The men fished all night without success. This fishing mattered because it put bread on the table. Their work included casting cumbersome nets and moving their boats by hoisting sails, straining at oars, and praying that the wind would put them near a school of fish.
Throughout the night, they cast bulky nets onto the inky surface of the lake. Each cast had brought the same disappointing results after they drew the nets toward the boat. Empty. Empty. Empty. Their nightshift ended without profit – or so they thought.
Dawn found them anchored on shore. Weary. Fatigued. Hungry. Wet. They were ready to wash their nets, search for tears, and untangle the snarls from lake debris.
At lakeside that morning, Jesus had drawn a crowd to hear his teachings. Finally, Jesus suggested that Simon Peter launch his boat into the foamy surf as a pulpit.
Peter moved the boat just offshore where Jesus sat down and continued teaching from a watery platform.
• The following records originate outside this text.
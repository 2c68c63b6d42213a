//! # Stroke compositor
//!
//! Turns a continuous pointer drag into raster operations. Consecutive pointer samples are joined
//! with capsules, so coarse sampling still yields a gap-free stroke. In assist mode the same samples
//! are instead correlated against the mask, and only the mask hits are painted.

use crate::brush::BrushState;
use crate::mask::MaskIndex;
use crate::raster::RasterBuffer;
use crate::util::{Pixel, Point};

/// One segment of a drag, alive only for the duration of a single composite call.
#[derive(Copy, Clone, Debug, PartialEq)]
pub struct Stroke {
    pub from: Point,
    pub to: Point,
    pub diameter: u32,
}

/// Tracks the trailing endpoint of the gesture in progress.
#[derive(Clone, Debug, Default)]
pub struct Compositor {
    /// Last sample of the current gesture, or None between gestures.
    previous: Option<Point>,
}
impl Compositor {
    #[must_use]
    pub fn new() -> Self {
        Self::default()
    }
    /// Start a gesture at `at`. Both endpoints of the next stroke begin here.
    pub fn begin(&mut self, at: Point) {
        self.previous = Some(at);
    }
    /// End the gesture. Nothing is buffered, so there is nothing to flush.
    pub fn end(&mut self) {
        self.previous = None;
    }
    #[must_use]
    pub fn is_active(&self) -> bool {
        self.previous.is_some()
    }
    /// Advance the gesture to `to`, returning the segment covered.
    /// A move without a preceding [`Compositor::begin`] starts from `to` itself.
    fn advance(&mut self, to: Point, diameter: u32) -> Stroke {
        let from = self.previous.replace(to).unwrap_or(to);
        Stroke { from, to, diameter }
    }
    /// Paint (or erase, according to `brush`) the capsule from the previous sample to `to`.
    pub fn paint_segment(
        &mut self,
        to: Point,
        brush: &BrushState,
        target: &mut RasterBuffer,
    ) -> Stroke {
        let stroke = self.advance(to, brush.diameter.get());
        target.paint_capsule(stroke.from, stroke.to, stroke.diameter, brush.color, brush.mode);
        stroke
    }
    /// Find mask pixels under the brush at `to`. Nothing is painted - the caller routes the hits.
    /// An unbuilt or missing mask yields no hits.
    pub fn assist_hits(
        &mut self,
        to: Point,
        brush: &BrushState,
        mask: Option<&MaskIndex>,
    ) -> Vec<Pixel> {
        let stroke = self.advance(to, brush.diameter.get());
        mask.map(|mask| mask.query_disk(stroke.to, stroke.diameter))
            .unwrap_or_default()
    }
}
// ---------------------------------------------------------------------------
// InstKind
// ---------------------------------------------------------------------------

/// The closed sum of all operations.
///
/// Every kind deterministically computes a result type from its operand
/// types via [`InstKind::result_ty`]; ill-typed combinations yield
/// [`Type::Invalid`] rather than failing, and are reported by the verifier.
#[derive(Debug, Clone, PartialEq)]
pub enum InstKind {
    Binary {
        op: BinaryOp,
        lhs: Use,
        rhs: Use,
        broadcasting: Option<BroadcastingConfig>,
    },
    Unary {
        op: UnaryOp,
        operand: Use,
    },
    MatrixMultiply {
        lhs: Use,
        rhs: Use,
    },
    Transpose {
        operand: Use,
    },
    Reduce {
        op: BinaryOp,
        operand: Use,
        axis: usize,
    },
    Scan {
        op: BinaryOp,
        operand: Use,
        axis: usize,
    },
    Concatenate {
        operands: Vec<Use>,
        axis: usize,
    },
    ShapeCast {
        operand: Use,
        shape: Shape,
    },
    DataTypeCast {
        operand: Use,
        data_type: DataType,
    },
    BitCast {
        operand: Use,
        target: Type,
    },
    Tuple {
        operands: Vec<Use>,
    },
    Extract {
        source: Use,
        keys: Vec<ElementKey>,
    },
    Insert {
        value: Use,
        destination: Use,
        keys: Vec<ElementKey>,
    },
    ElementPointer {
        source: Use,
        keys: Vec<ElementKey>,
    },
    Load {
        source: Use,
    },
    Store {
        value: Use,
        destination: Use,
    },
    AllocateHeap {
        ty: Type,
        count: Use,
    },
    AllocateBox {
        ty: Type,
    },
    ProjectBox {
        operand: Use,
    },
    Deallocate {
        operand: Use,
    },
    Apply {
        callee: Use,
        arguments: Vec<Use>,
    },
    /// The reverse-mode derivative of a function, with respect to the
    /// `wrt`-selected arguments (all of them when empty), differentiating
    /// the `from`-th output and additionally keeping the `keeping`-selected
    /// primal outputs.
    Gradient {
        function: Use,
        from: usize,
        wrt: Vec<usize>,
        keeping: Vec<usize>,
    },
    /// Reads the current value of a placeholder or variable global.
    Pull {
        source: Global,
    },
    /// Writes a value into an output global.
    Yield {
        value: Use,
        to: Global,
    },
    Branch {
        target: Block,
        arguments: Vec<Use>,
    },
    Conditional {
        condition: Use,
        then_target: Block,
        then_arguments: Vec<Use>,
        else_target: Block,
        else_arguments: Vec<Use>,
    },
    Return {
        value: Option<Use>,
    },
}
When Jesus finished he said, “Put out into the deep water, and let down the nets for a catch.”
Peter answered, “Master, we’ve worked hard all night and haven’t caught anything. But because you say so, I will let down the nets.” On the lake, after letting down the nets, Peter felt the familiar drag of a catch, a huge catch. Checking the heavy mesh, he saw it teemed with fish and the weight of them caused tears in the sturdy rope lacings.
He motioned to partners on shore to join them, and James and John oared out and hauled in fish after fish. The weight of the fish soon leveled the boat railings with the water surface. One more fish wiggle and water could have spilled into the crafts causing them to sink.
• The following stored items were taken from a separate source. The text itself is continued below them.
//! In-memory IR for a differentiable tensor-program compiler.
//!
//! A [`Module`] owns per-kind arenas of functions, basic blocks,
//! instructions, block arguments, globals, struct types, and type aliases;
//! entities address each other with plain [`dtc_entity`] references, so the
//! upward parent links are non-owning ids. Programs are constructed through
//! the [`builder::Builder`], walked with the [`graph`] traversals, printed
//! by [`print`], and checked by the deferred [`verify`] pass.

pub mod builder;
pub mod graph;
pub mod inst;
pub mod print;
pub mod ty;
pub mod value;
pub mod verify;

use std::collections::{HashMap, HashSet};

use dtc_entity::{entity_impl, PrimaryMap};
use string_interner::{DefaultStringInterner, DefaultSymbol};

pub use builder::{Builder, BuilderError};
pub use inst::{ArithmeticOp, BinaryOp, BooleanOp, ComparisonOp, InstKind, UnaryOp};
pub use ty::{BroadcastingConfig, DataType, DataTypeBase, ElementKey, Shape, Type};
pub use value::{Literal, ScalarLiteral, Use};
pub use verify::{Diagnostic, Verifier, VerifierResult};

// ---------------------------------------------------------------------------
// Entity references
// ---------------------------------------------------------------------------

#[derive(Clone, Copy, PartialEq, Eq, Hash)]
pub struct Func(u32);
entity_impl!(Func, "@fn");

#[derive(Clone, Copy, PartialEq, Eq, Hash)]
pub struct Block(u32);
entity_impl!(Block, "bb");

#[derive(Clone, Copy, PartialEq, Eq, Hash)]
pub struct Inst(u32);
entity_impl!(Inst, "%");

#[derive(Clone, Copy, PartialEq, Eq, Hash)]
pub struct Arg(u32);
entity_impl!(Arg, "%arg");

#[derive(Clone, Copy, PartialEq, Eq, Hash)]
pub struct Global(u32);
entity_impl!(Global, "@gv");

#[derive(Clone, Copy, PartialEq, Eq, Hash)]
pub struct Struct(u32);
entity_impl!(Struct, "$struct");

#[derive(Clone, Copy, PartialEq, Eq, Hash)]
pub struct Alias(u32);
entity_impl!(Alias, "$alias");

// ---------------------------------------------------------------------------
// Entity data
// ---------------------------------------------------------------------------

#[derive(Debug, Clone, Copy, PartialEq, Eq, Hash)]
pub enum FunctionAttribute {
    Differentiable,
    Inline,
}

#[derive(Debug, Clone)]
pub struct FuncData {
    pub name: DefaultSymbol,
    /// Ordered typed arguments; also the parameter list of the entry block.
    pub args: Vec<Arg>,
    pub result: Type,
    pub attributes: Vec<FunctionAttribute>,
    /// Ordered blocks; `blocks[0]` is always the entry block.
    pub blocks: Vec<Block>,
    /// Every name claimed in this function: arguments, blocks, and named
    /// instructions share one injective scope.
    pub(crate) names: HashSet<DefaultSymbol>,
}

impl FuncData {
    pub fn is_differentiable(&self) -> bool {
        self.attributes.contains(&FunctionAttribute::Differentiable)
    }
}

#[derive(Debug, Clone)]
pub struct BlockData {
    pub name: DefaultSymbol,
    pub args: Vec<Arg>,
    pub insts: Vec<Inst>,
    pub func: Func,
}

#[derive(Debug, Clone)]
pub struct InstData {
    /// Present iff the result type is non-void.
    pub name: Option<DefaultSymbol>,
    /// Result type, computed from the kind at construction time.
    pub ty: Type,
    pub kind: InstKind,
    pub block: Block,
}

#[derive(Debug, Clone)]
pub struct ArgData {
    pub name: DefaultSymbol,
    pub ty: Type,
    pub block: Block,
}

#[derive(Debug, Clone, Copy, PartialEq, Eq, Hash)]
pub enum GlobalKind {
    Placeholder,
    Constant,
    Variable,
    Output,
}

impl std::fmt::Display for GlobalKind {
    fn fmt(&self, f: &mut std::fmt::Formatter<'_>) -> std::fmt::Result {
        match self {
            GlobalKind::Placeholder => write!(f, "placeholder"),
            GlobalKind::Constant => write!(f, "constant"),
            GlobalKind::Variable => write!(f, "variable"),
            GlobalKind::Output => write!(f, "output"),
        }
    }
}

#[derive(Debug, Clone)]
pub struct GlobalData {
    pub name: DefaultSymbol,
    pub kind: GlobalKind,
    pub ty: Type,
    /// Placeholders and outputs carry no initializer.
    pub init: Option<Use>,
}

#[derive(Debug, Clone, Copy, PartialEq, Eq, Hash)]
pub enum StructAttribute {
    Packed,
}

#[derive(Debug, Clone)]
pub struct StructData {
    pub name: DefaultSymbol,
    pub fields: Vec<(DefaultSymbol, Type)>,
    pub attributes: Vec<StructAttribute>,
}

#[derive(Debug, Clone)]
pub struct AliasData {
    pub name: DefaultSymbol,
    /// `None` is an opaque forward declaration.
    pub ty: Option<Type>,
}

// ---------------------------------------------------------------------------
// Module
// ---------------------------------------------------------------------------

/// The top-level IR container.
///
/// Owns every entity; all lookups go through it. Mutation happens through a
/// [`Builder`] positioned on the module.
pub struct Module {
    pub name: String,
    pub(crate) interner: DefaultStringInterner,
    pub(crate) funcs: PrimaryMap<Func, FuncData>,
    pub(crate) blocks: PrimaryMap<Block, BlockData>,
    pub(crate) insts: PrimaryMap<Inst, InstData>,
    pub(crate) args: PrimaryMap<Arg, ArgData>,
    pub(crate) globals: PrimaryMap<Global, GlobalData>,
    pub(crate) structs: PrimaryMap<Struct, StructData>,
    pub(crate) aliases: PrimaryMap<Alias, AliasData>,
    pub(crate) func_names: HashMap<DefaultSymbol, Func>,
    pub(crate) global_names: HashMap<DefaultSymbol, Global>,
    pub(crate) struct_names: HashMap<DefaultSymbol, Struct>,
    pub(crate) alias_names: HashMap<DefaultSymbol, Alias>,
    /// Instructions unlinked by transformation passes. Their slots stay
    /// allocated; uses still pointing at them are dangling.
    pub(crate) insts_free: HashSet<Inst>,
}

impl Module {
    pub fn new(name: impl Into<String>) -> Self {
        Self {
            name: name.into(),
            interner: DefaultStringInterner::new(),
            funcs: PrimaryMap::new(),
            blocks: PrimaryMap::new(),
            insts: PrimaryMap::new(),
            args: PrimaryMap::new(),
            globals: PrimaryMap::new(),
            structs: PrimaryMap::new(),
            aliases: PrimaryMap::new(),
            func_names: HashMap::new(),
            global_names: HashMap::new(),
            struct_names: HashMap::new(),
            alias_names: HashMap::new(),
            insts_free: HashSet::new(),
        }
    }

    // ---------------------------------------------------------------------------
    // Accessors
    // ---------------------------------------------------------------------------

    pub fn func(&self, func: Func) -> &FuncData {
        &self.funcs[func]
    }

    pub fn block(&self, block: Block) -> &BlockData {
        &self.blocks[block]
    }

    pub fn inst(&self, inst: Inst) -> &InstData {
        &self.insts[inst]
    }

    pub fn arg(&self, arg: Arg) -> &ArgData {
        &self.args[arg]
    }

    pub fn global(&self, global: Global) -> &GlobalData {
        &self.globals[global]
    }

    pub fn struct_ty(&self, st: Struct) -> &StructData {
        &self.structs[st]
    }

    pub fn alias(&self, alias: Alias) -> &AliasData {
        &self.aliases[alias]
    }

    pub fn inst_mut(&mut self, inst: Inst) -> &mut InstData {
        &mut self.insts[inst]
    }

    /// The entry block of a function.
    pub fn entry(&self, func: Func) -> Block {
        self.funcs[func].blocks[0]
    }

    pub(crate) fn intern(&mut self, name: &str) -> DefaultSymbol {
        self.interner.get_or_intern(name)
    }

    /// Resolves an interned name. Unknown symbols resolve to the empty
    /// string; they cannot occur for names created through this module.
    pub fn resolve(&self, sym: DefaultSymbol) -> &str {
        self.interner.resolve(sym).unwrap_or("")
    }

    // ---------------------------------------------------------------------------
    // Named lookup
    // ---------------------------------------------------------------------------

    pub fn func_by_name(&self, name: &str) -> Option<Func> {
        self.interner
            .get(name)
            .and_then(|sym| self.func_names.get(&sym).copied())
    }

    pub fn global_by_name(&self, name: &str) -> Option<Global> {
        self.interner
            .get(name)
            .and_then(|sym| self.global_names.get(&sym).copied())
    }

    pub fn struct_by_name(&self, name: &str) -> Option<Struct> {
        self.interner
            .get(name)
            .and_then(|sym| self.struct_names.get(&sym).copied())
    }

    pub fn alias_by_name(&self, name: &str) -> Option<Alias> {
        self.interner
            .get(name)
            .and_then(|sym| self.alias_names.get(&sym).copied())
    }

    // ---------------------------------------------------------------------------
    // Iteration
    // ---------------------------------------------------------------------------

    pub fn funcs(&self) -> impl Iterator<Item = (Func, &FuncData)> {
        self.funcs.iter()
    }

    pub fn globals(&self) -> impl Iterator<Item = (Global, &GlobalData)> {
        self.globals.iter()
    }

    pub fn structs(&self) -> impl Iterator<Item = (Struct, &StructData)> {
        self.structs.iter()
    }

    pub fn aliases(&self) -> impl Iterator<Item = (Alias, &AliasData)> {
        self.aliases.iter()
    }

    // ---------------------------------------------------------------------------
    // Typed uses
    // ---------------------------------------------------------------------------

    /// A use of an instruction's result, carrying its declared type.
    pub fn inst_use(&self, inst: Inst) -> Use {
        Use::Inst(self.insts[inst].ty.clone(), inst)
    }

    /// A use of a block argument, carrying its declared type.
    pub fn arg_use(&self, arg: Arg) -> Use {
        Use::Argument(self.args[arg].ty.clone(), arg)
    }

    /// A use of a global value, carrying its declared type.
    pub fn global_use(&self, global: Global) -> Use {
        Use::Global(self.globals[global].ty.clone(), global)
    }

    /// A use of a function, carrying its function type.
    pub fn func_use(&self, func: Func) -> Use {
        Use::Function(self.func_ty(func), func)
    }

    /// A literal use at a type ascription.
    pub fn literal_use(&self, ty: Type, literal: Literal) -> Use {
        Use::Literal(ty, literal)
    }

    /// The function type of a function: its argument types and result.
    pub fn func_ty(&self, func: Func) -> Type {
        let data = &self.funcs[func];
        let args = data.args.iter().map(|a| self.args[*a].ty.clone()).collect();
        Type::Function(args, Box::new(data.result.clone()))
    }

    // ---------------------------------------------------------------------------
    // Type queries
    // ---------------------------------------------------------------------------

    /// Follows alias bindings to the underlying type. Opaque aliases are
    /// their own canonical type.
    pub fn canonical_ty<'a>(&'a self, mut ty: &'a Type) -> &'a Type {
        while let Type::Alias(alias) = ty {
            match &self.aliases[*alias].ty {
                Some(target) => ty = target,
                None => break,
            }
        }
        ty
    }

    /// The type reached by stepping through an aggregate along `keys`:
    /// tuple and struct fields by position, tensors and arrays by
    /// subscript.
    pub fn element_ty(&self, ty: &Type, keys: &[ElementKey]) -> Option<Type> {
        let mut current = self.canonical_ty(ty).clone();
        for key in keys {
            current = match (self.canonical_ty(&current), key) {
                (Type::Tuple(items), ElementKey::Position(i)) => items.get(*i)?.clone(),
                (Type::Struct(st), ElementKey::Position(i)) => {
                    self.structs[*st].fields.get(*i)?.1.clone()
                }
                (Type::Tensor(shape, dt), ElementKey::Index(i)) => {
                    if shape.is_scalar() || *i >= shape.0[0] {
                        return None;
                    }
                    Type::Tensor(shape.dropping_first(), *dt)
                }
                (Type::Array(elem), ElementKey::Index(_)) => (**elem).clone(),
                _ => return None,
            };
        }
        Some(current)
    }

    // ---------------------------------------------------------------------------
    // Control flow
    // ---------------------------------------------------------------------------

    /// The blocks this block's terminator transfers to. Empty when the
    /// block is unterminated or returns.
    pub fn block_successors(&self, block: Block) -> Vec<Block> {
        self.blocks[block]
            .insts
            .last()
            .map(|inst| self.insts[*inst].kind.targets())
            .unwrap_or_default()
    }

    // ---------------------------------------------------------------------------
    // Removal
    // ---------------------------------------------------------------------------

    /// Unlinks an instruction from its block. The arena slot stays
    /// allocated; any remaining use of the instruction is dangling and is
    /// reported by the verifier.
    pub fn remove_inst(&mut self, inst: Inst) {
        let block = self.insts[inst].block;
        self.blocks[block].insts.retain(|i| *i != inst);
        self.insts_free.insert(inst);
    }

    pub fn is_removed(&self, inst: Inst) -> bool {
        self.insts_free.contains(&inst)
    }
}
However, the miracles continued and they made shore without losing sailors, boats, or fish. The fishermen, the scaly catch, and The Teacher came ashore. That’s when Simon Peter recognized God’s divine hand and fell at Jesus’ feet saying, “Go away from me, Lord, I am a sinful man!”
Jesus didn’t leave.
Instead, Jesus consoled Simon Peter and said, “Don’t be afraid, from now on you will catch men. Come follow me, and I will make you fishers of men” (Luke 5).
On this day, God provided for these men and their families. He was about to call them on a monumental mission, and their families would be taken care of through the huge haul of fish. On this day, the lakeside became a cathedral when Peter fell down to worship Master of Earth and Sea.
As had happened before, God used the earth, his footstool, as a platform for the Son of God. Concern, care, and compassion showed in the abundant catch of fish.
Chapels, cathedrals, and church buildings are formal places of worship where body and mind can be still and quiet. Places of worship where God is present as the audience as his people adore him through worship.
God dwells in the everyday happenings, too. In addition, where you walk, play, and work can become places of worship.
On this day, nets, boats, and fish became props to display Jesus as the son of God. Thirty years earlier, a stable, shepherds, and sheep had been stage props for the Savior. Today, as in times past, a car, a rented room, or a mall can be a cathedral if Jesus is there.
During Advent, watch for the arrival of Jesus into your ordinary days.
Hunger for Humility (Week 48): “And lo, I am with you always, even to the end of the age" (Matthew 28:20).